» ACTIVITY: All of the entries below are to be copied without any alteration.

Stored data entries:
Start of Block

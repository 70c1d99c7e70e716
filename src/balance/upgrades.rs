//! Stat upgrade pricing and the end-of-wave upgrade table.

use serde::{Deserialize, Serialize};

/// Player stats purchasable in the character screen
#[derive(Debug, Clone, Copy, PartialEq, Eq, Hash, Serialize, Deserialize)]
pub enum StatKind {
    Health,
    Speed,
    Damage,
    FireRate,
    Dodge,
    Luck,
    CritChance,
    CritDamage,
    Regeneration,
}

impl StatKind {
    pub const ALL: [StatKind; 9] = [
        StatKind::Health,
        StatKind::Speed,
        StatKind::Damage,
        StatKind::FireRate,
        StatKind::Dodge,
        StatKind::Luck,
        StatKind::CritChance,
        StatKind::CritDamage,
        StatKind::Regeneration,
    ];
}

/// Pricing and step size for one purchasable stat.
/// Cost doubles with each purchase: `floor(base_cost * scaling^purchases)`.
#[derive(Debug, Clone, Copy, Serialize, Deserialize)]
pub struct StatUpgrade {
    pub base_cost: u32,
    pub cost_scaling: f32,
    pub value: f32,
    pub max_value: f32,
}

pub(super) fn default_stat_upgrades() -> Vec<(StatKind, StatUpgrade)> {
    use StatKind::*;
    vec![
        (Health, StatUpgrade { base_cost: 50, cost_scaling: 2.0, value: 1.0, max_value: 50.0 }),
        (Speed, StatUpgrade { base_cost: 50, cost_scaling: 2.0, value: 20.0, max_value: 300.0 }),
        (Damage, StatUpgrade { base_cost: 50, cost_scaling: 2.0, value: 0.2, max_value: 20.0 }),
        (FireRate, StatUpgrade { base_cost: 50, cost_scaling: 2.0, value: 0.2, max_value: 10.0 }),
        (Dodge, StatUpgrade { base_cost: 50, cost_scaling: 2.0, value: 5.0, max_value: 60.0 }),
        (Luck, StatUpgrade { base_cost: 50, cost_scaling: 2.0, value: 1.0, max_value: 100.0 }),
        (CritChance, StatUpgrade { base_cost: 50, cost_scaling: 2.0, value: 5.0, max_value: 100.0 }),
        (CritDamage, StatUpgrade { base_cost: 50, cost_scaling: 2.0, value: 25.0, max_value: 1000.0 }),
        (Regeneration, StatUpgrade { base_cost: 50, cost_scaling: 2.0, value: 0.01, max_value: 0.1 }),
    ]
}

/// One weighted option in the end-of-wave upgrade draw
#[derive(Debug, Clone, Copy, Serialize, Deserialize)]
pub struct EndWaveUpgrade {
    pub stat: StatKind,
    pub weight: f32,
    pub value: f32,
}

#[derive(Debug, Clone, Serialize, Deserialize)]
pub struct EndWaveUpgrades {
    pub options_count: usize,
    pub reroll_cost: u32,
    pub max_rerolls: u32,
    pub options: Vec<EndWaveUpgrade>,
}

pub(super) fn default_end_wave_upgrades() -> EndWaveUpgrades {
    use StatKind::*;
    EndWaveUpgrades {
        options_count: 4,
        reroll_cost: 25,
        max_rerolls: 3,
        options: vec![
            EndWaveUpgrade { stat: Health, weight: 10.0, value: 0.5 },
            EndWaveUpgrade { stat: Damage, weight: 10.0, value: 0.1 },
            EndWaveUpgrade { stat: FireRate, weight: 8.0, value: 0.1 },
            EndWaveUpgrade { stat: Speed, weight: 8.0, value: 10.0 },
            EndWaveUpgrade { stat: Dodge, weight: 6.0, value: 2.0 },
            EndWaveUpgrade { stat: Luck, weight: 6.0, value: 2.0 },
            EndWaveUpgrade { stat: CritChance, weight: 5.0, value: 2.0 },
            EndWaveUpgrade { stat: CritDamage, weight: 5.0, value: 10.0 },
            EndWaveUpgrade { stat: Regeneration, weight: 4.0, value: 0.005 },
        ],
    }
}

End of Block

» TASK ANSWER:
repository 70c1d99c7e70e716
filename src/balance/upgrades.rs
//! Stat upgrade pricing and the end-of-wave upgrade table.

use serde::{Deserialize, Serialize};

/// Player stats purchasable in the character screen
#[derive(Debug, Clone, Copy, PartialEq, Eq, Hash, Serialize, Deserialize)]
pub enum StatKind {
    Health,
    Speed,
    Damage,
    FireRate,
    Dodge,
    Luck,
    CritChance,
    CritDamage,
    Regeneration,
}

impl StatKind {
    pub const ALL: [StatKind; 9] = [
        StatKind::Health,
        StatKind::Speed,
        StatKind::Damage,
        StatKind::FireRate,
        StatKind::Dodge,
        StatKind::Luck,
        StatKind::CritChance,
        StatKind::CritDamage,
        StatKind::Regeneration,
    ];
}

/// Pricing and step size for one purchasable stat.
/// Cost doubles with each purchase: `floor(base_cost * scaling^purchases)`.
#[derive(Debug, Clone, Copy, Serialize, Deserialize)]
pub struct StatUpgrade {
    pub base_cost: u32,
    pub cost_scaling: f32,
    pub value: f32,
    pub max_value: f32,
}

pub(super) fn default_stat_upgrades() -> Vec<(StatKind, StatUpgrade)> {
    use StatKind::*;
    vec![
        (Health, StatUpgrade { base_cost: 50, cost_scaling: 2.0, value: 1.0, max_value: 50.0 }),
        (Speed, StatUpgrade { base_cost: 50, cost_scaling: 2.0, value: 20.0, max_value: 300.0 }),
        (Damage, StatUpgrade { base_cost: 50, cost_scaling: 2.0, value: 0.2, max_value: 20.0 }),
        (FireRate, StatUpgrade { base_cost: 50, cost_scaling: 2.0, value: 0.2, max_value: 10.0 }),
        (Dodge, StatUpgrade { base_cost: 50, cost_scaling: 2.0, value: 5.0, max_value: 60.0 }),
        (Luck, StatUpgrade { base_cost: 50, cost_scaling: 2.0, value: 1.0, max_value: 100.0 }),
        (CritChance, StatUpgrade { base_cost: 50, cost_scaling: 2.0, value: 5.0, max_value: 100.0 }),
        (CritDamage, StatUpgrade { base_cost: 50, cost_scaling: 2.0, value: 25.0, max_value: 1000.0 }),
        (Regeneration, StatUpgrade { base_cost: 50, cost_scaling: 2.0, value: 0.01, max_value: 0.1 }),
    ]
}

/// One weighted option in the end-of-wave upgrade draw
#[derive(Debug, Clone, Copy, Serialize, Deserialize)]
pub struct EndWaveUpgrade {
    pub stat: StatKind,
    pub weight: f32,
    pub value: f32,
}

#[derive(Debug, Clone, Serialize, Deserialize)]
pub struct EndWaveUpgrades {
    pub options_count: usize,
    pub reroll_cost: u32,
    pub max_rerolls: u32,
    pub options: Vec<EndWaveUpgrade>,
}

pub(super) fn default_end_wave_upgrades() -> EndWaveUpgrades {
    use StatKind::*;
    EndWaveUpgrades {
        options_count: 4,
        reroll_cost: 25,
        max_rerolls: 3,
        options: vec![
            EndWaveUpgrade { stat: Health, weight: 10.0, value: 0.5 },
            EndWaveUpgrade { stat: Damage, weight: 10.0, value: 0.1 },
            EndWaveUpgrade { stat: FireRate, weight: 8.0, value: 0.1 },
            EndWaveUpgrade { stat: Speed, weight: 8.0, value: 10.0 },
            EndWaveUpgrade { stat: Dodge, weight: 6.0, value: 2.0 },
            EndWaveUpgrade { stat: Luck, weight: 6.0, value: 2.0 },
            EndWaveUpgrade { stat: CritChance, weight: 5.0, value: 2.0 },
            EndWaveUpgrade { stat: CritDamage, weight: 5.0, value: 10.0 },
            EndWaveUpgrade { stat: Regeneration, weight: 4.0, value: 0.005 },
        ],
    }
}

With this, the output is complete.